Über seinen Arzt Michele Ferrari wollte sich der Texaner nicht äußern. Er beschreibt ihn aber als guten und klugen Mann. «Verschiedene Leute, die mit der ganze Geschichte in Verbindung gebracht werden, werden als Monster dargestellt. Doch das sind sie nicht.»
Brav und gefasst
Jahrelang hatte der Hartgesottene auf Doping-Verdächtigungen mit Prozessen geantwortet – am Donnerstag wirkte er ganz brav und gefasst. Er entschuldigte sich sogar bei seiner ehemaligen Physiotherapeutin Emma O’Reilly, die er verklagt und übel beschimpft hatte. Die Irin gehörte zu den 26 Zeugen, die in der Anklage der US-Anti-Doping-Agentur USADA gegen Armstrong ausgesagt hatten.
USADA-Chef Travis Tygart nannte die Beichte einen «kleinen Schritt in die richtige Richtung». Armstrong habe «endlich zugegeben, dass seine Radsport-Karriere aus einer kraftvollen Kombination aus Doping und Betrug» bestanden hatte. Erledigt sei die Affäre für den Ex-Profi aber noch nicht. Wenn es Armstrong ernst damit sei, «seine Fehler zu korrigieren, muss er unter Eid ein vollständiges Geständnis seiner Doping-Aktivitäten» ablegen.
«Ein arroganter Sack»
«Ich sehe in den Mienen der Menschen den Zorn über den Verrat, den ich an ihnen begangen habe. Ich werde den Rest des Lebens mit dem Versuch zubringen, Vertrauen zurückzugewinnen und mich bei den Leuten zu entschuldigen», sagte der tief gefallene Radsport-Held, der lebenslang gesperrt wurde und alle seine Tour-Siege verlor.

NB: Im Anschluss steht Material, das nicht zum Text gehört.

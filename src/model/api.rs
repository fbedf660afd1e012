use serde::{Deserialize, Serialize};
use utoipa::ToSchema;

/// The response when an error occurs with an API request
#[derive(Debug, Serialize, Deserialize, ToSchema)]
pub struct ErrorDto {
    /// The error message
    pub error: String,
}

/// Map of the available API routes, keyed by resource
#[derive(Debug, Serialize, Deserialize, ToSchema)]
pub struct OverviewDto {
    #[serde(rename = "Banks")]
    pub banks: BankRoutesDto,
    #[serde(rename = "Branches")]
    pub branches: BranchRoutesDto,
}

#[derive(Debug, Serialize, Deserialize, ToSchema)]
pub struct BankRoutesDto {
    #[serde(rename = "List all banks")]
    pub list: String,
    #[serde(rename = "Bank details")]
    pub detail: String,
    #[serde(rename = "Bank branches")]
    pub branches: String,
}

#[derive(Debug, Serialize, Deserialize, ToSchema)]
pub struct BranchRoutesDto {
    #[serde(rename = "List all branches")]
    pub list: String,
    #[serde(rename = "Branch details")]
    pub detail: String,
    #[serde(rename = "Search by IFSC")]
    pub search_by_code: String,
    #[serde(rename = "Search by city")]
    pub search_by_city: String,
}

/// A single page of a paginated listing
#[derive(Debug, Serialize, Deserialize, ToSchema)]
pub struct PageDto<T> {
    /// Total number of items across all pages
    pub count: u64,
    /// Number of the next page, if there is one
    pub next: Option<u64>,
    /// Number of the previous page, if there is one
    pub previous: Option<u64>,
    /// Items on this page
    pub results: Vec<T>,
}

impl<T> PageDto<T> {
    /// Builds a page from its results and the position of the page within the listing.
    ///
    /// `page` is 1-based, `num_pages` is the total number of pages for the listing.
    pub fn new(results: Vec<T>, count: u64, page: u64, num_pages: u64) -> Self {
        Self {
            count,
            next: (page < num_pages).then_some(page + 1),
            previous: (page > 1).then(|| page - 1),
            results,
        }
    }

    /// Maps the results of the page while keeping its position.
    pub fn map<U>(self, f: impl FnMut(T) -> U) -> PageDto<U> {
        PageDto {
            count: self.count,
            next: self.next,
            previous: self.previous,
            results: self.results.into_iter().map(f).collect(),
        }
    }
}

impl<T, E> PageDto<Result<T, E>> {
    /// Converts a page of results into a page of values, failing on the first error.
    pub fn transpose(self) -> Result<PageDto<T>, E> {
        Ok(PageDto {
            count: self.count,
            next: self.next,
            previous: self.previous,
            results: self.results.into_iter().collect::<Result<Vec<_>, E>>()?,
        })
    }
}

#[cfg(test)]
mod tests {
    use super::*;

    #[test]
    fn first_of_many_pages_only_links_forward() {
        let page = PageDto::new(vec![1, 2], 5, 1, 3);

        assert_eq!(page.next, Some(2));
        assert_eq!(page.previous, None);
    }

    #[test]
    fn last_page_only_links_back() {
        let page = PageDto::new(vec![5], 5, 3, 3);

        assert_eq!(page.next, None);
        assert_eq!(page.previous, Some(2));
    }

    #[test]
    fn empty_listing_has_no_links() {
        let page: PageDto<i32> = PageDto::new(Vec::new(), 0, 1, 0);

        assert_eq!(page.count, 0);
        assert_eq!(page.next, None);
        assert_eq!(page.previous, None);
    }

    #[test]
    fn transpose_fails_on_first_error() {
        let page: PageDto<Result<i32, &str>> = PageDto::new(vec![Ok(1), Err("bad")], 2, 1, 1);

        assert_eq!(page.transpose().unwrap_err(), "bad");
    }
}
//! Branch lookup and search service.

#[cfg(test)]
mod tests;

use sea_orm::DatabaseConnection;

use crate::{
    model::{
        api::PageDto,
        branch::{BranchDetailDto, BranchSearchDto, BranchSummaryDto},
    },
    server::{
        data::branch::{BranchRepository, BranchWithBank, NewBranch},
        error::{lookup::LookupError, Error},
        model::db::{BankModel, BranchModel},
        projection,
        service::PageRequest,
    },
};

/// Criteria for a branch search.
///
/// A code search takes precedence, a city fragment is only used when no code was given.
#[derive(Clone, Debug, PartialEq, Eq)]
pub enum BranchSearch {
    /// Case-insensitive exact match on the IFSC
    Code(String),
    /// Case-insensitive substring match on the city
    City(String),
}

impl BranchSearch {
    /// Builds search criteria from optional query parameters.
    ///
    /// `ifsc` is an older name for `code` and only used when `code` is absent. Empty values
    /// are treated as absent.
    ///
    /// # Returns
    /// - `Ok(BranchSearch)` - Code search if a code was provided, otherwise city search
    /// - `Err(LookupError::MissingSearchCriteria)` - No parameter was provided
    pub fn from_params(
        code: Option<&str>,
        ifsc: Option<&str>,
        city: Option<&str>,
    ) -> Result<Self, LookupError> {
        let present = |value: Option<&str>| value.filter(|v| !v.is_empty()).map(str::to_string);

        if let Some(code) = present(code).or_else(|| present(ifsc)) {
            Ok(Self::Code(code))
        } else if let Some(city) = present(city) {
            Ok(Self::City(city))
        } else {
            Err(LookupError::MissingSearchCriteria)
        }
    }
}

pub struct BranchService<'a> {
    db: &'a DatabaseConnection,
}

impl<'a> BranchService<'a> {
    /// Creates a new instance of [`BranchService`]
    pub fn new(db: &'a DatabaseConnection) -> Self {
        Self { db }
    }

    /// Lists every branch ordered by bank name, branch name and IFSC.
    pub async fn list_branches(
        &self,
        request: PageRequest,
    ) -> Result<PageDto<BranchSummaryDto>, Error> {
        let paged = BranchRepository::new(self.db)
            .list_with_bank(request.index()?, request.size)
            .await?;

        request.into_page(paged, Self::summarize)?.transpose()
    }

    /// Lists the branches of a single bank.
    ///
    /// An unknown bank ID is not an error, it yields an empty first page just like a bank
    /// without branches.
    pub async fn list_branches_for_bank(
        &self,
        bank_id: i64,
        request: PageRequest,
    ) -> Result<PageDto<BranchSummaryDto>, Error> {
        let paged = BranchRepository::new(self.db)
            .list_by_bank_id(bank_id, request.index()?, request.size)
            .await?;

        request.into_page(paged, Self::summarize)?.transpose()
    }

    /// Retrieves a branch by its exact IFSC.
    ///
    /// # Returns
    /// - `Ok(BranchDetailDto)` - The branch with its bank nested
    /// - `Err(Error::LookupError)` - No branch has this IFSC
    /// - `Err(Error::InternalError)` - The branch references a bank that does not exist
    /// - `Err(Error::DbErr)` - Database operation failed
    pub async fn get_branch(&self, ifsc: &str) -> Result<BranchDetailDto, Error> {
        let Some(result) = BranchRepository::new(self.db).get_with_bank(ifsc).await? else {
            return Err(LookupError::BranchNotFound(ifsc.to_string()).into());
        };

        let (branch, bank) = Self::require_bank(result)?;

        Ok(projection::branch_detail(&branch, &bank))
    }

    /// Searches branches by code or by city.
    ///
    /// # Returns
    /// - `Ok(BranchSearchDto::Branch)` - Detail of the branch matching the code
    /// - `Ok(BranchSearchDto::Branches)` - Summaries of every branch whose city matches
    /// - `Err(Error::LookupError)` - Nothing matched the search
    /// - `Err(Error::DbErr)` - Database operation failed
    pub async fn search(&self, search: BranchSearch) -> Result<BranchSearchDto, Error> {
        let branch_repo = BranchRepository::new(self.db);

        match search {
            BranchSearch::Code(code) => {
                let result = branch_repo
                    .find_by_code(&code)
                    .await?
                    .ok_or(LookupError::NoSearchMatches)?;
                let (branch, bank) = Self::require_bank(result)?;

                Ok(BranchSearchDto::Branch(projection::branch_detail(
                    &branch, &bank,
                )))
            }
            BranchSearch::City(fragment) => {
                let results = branch_repo.search_by_city(&fragment).await?;
                if results.is_empty() {
                    return Err(LookupError::NoSearchMatches.into());
                }

                let branches = results
                    .into_iter()
                    .map(Self::summarize)
                    .collect::<Result<Vec<_>, Error>>()?;

                Ok(BranchSearchDto::Branches(branches))
            }
        }
    }

    /// Creates a branch for an existing bank.
    ///
    /// # Returns
    /// - `Ok(BranchModel)` - The created branch
    /// - `Err(Error::ConstraintViolation)` - The IFSC is taken or the bank does not exist
    /// - `Err(Error::DbErr)` - Database operation failed
    pub async fn create_branch(&self, branch: NewBranch) -> Result<BranchModel, Error> {
        BranchRepository::new(self.db)
            .create(branch)
            .await
            .map_err(Error::from_write)
    }

    fn summarize(result: BranchWithBank) -> Result<BranchSummaryDto, Error> {
        let (branch, bank) = Self::require_bank(result)?;

        Ok(projection::branch_summary(&branch, &bank))
    }

    /// Unpacks a joined row, failing if the bank of the branch is missing.
    fn require_bank((branch, bank): BranchWithBank) -> Result<(BranchModel, BankModel), Error> {
        match bank {
            Some(bank) => Ok((branch, bank)),
            None => Err(Error::InternalError(format!(
                "Failed to find bank of branch {}, the foreign key should have prevented this",
                branch.ifsc
            ))),
        }
    }
}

Dieser «unbändige Wunsch zu siegen um jeden Preis wurde zur Macke, zur Charakterschwäche – ich war ein arroganter Sack», analysierte sich Armstrong selber. Er habe sich nicht als Betrüger gesehen. Dopen sei für ihn so selbstverständlich gewesen wie «Reifen aufpumpen».
Späte Doping-Beichte
Sein Geständnis komme «zu spät», erkannte er. «Ich sehe die Lage als eine große Lüge. Die Wahrheit lautet anders, als alles was ich gesagt habe», erklärte der scheinbar geläuterte Ex-Champion, der in einem Hotel in seinem Heimatort Austin/Texas am vergangenen Montag interviewt worden war. Es hätte in seinem Leben zwei Ausnahmesituationen gegeben: Seine Krebserkrankung 1996 und seine Lage als demaskierter Betrüger und Doper jetzt.
Armstrong geht davon aus, dass es ohne Doping gar nicht möglich sei, die Tour siebenmal zu gewinnen. Allerdings wollte der Texaner nicht behaupten, dass zu der damaligen Zeit alle Fahrer gedopt gewesen seien. «Ich kannte ja nicht jeden, kann das also nicht so sagen», meinte er.
Doping-Kultur im Radsport
Zudem stritt er ab, jemanden unter Druck gesetzt zu haben zu dopen, wie ihm zuletzt von mehreren ehemaligen Teamkollegen vorgeworfen wurde. Der einstige Dominator habe die «Doping-Kultur des Radsports nicht erfunden, aber auch nicht versucht, sie zu beenden. Der Sport zahlt jetzt den Preis dafür», sagte er weiter.
In der kommenden Nacht wird der zweite Teil des Interviews ausgestrahlt.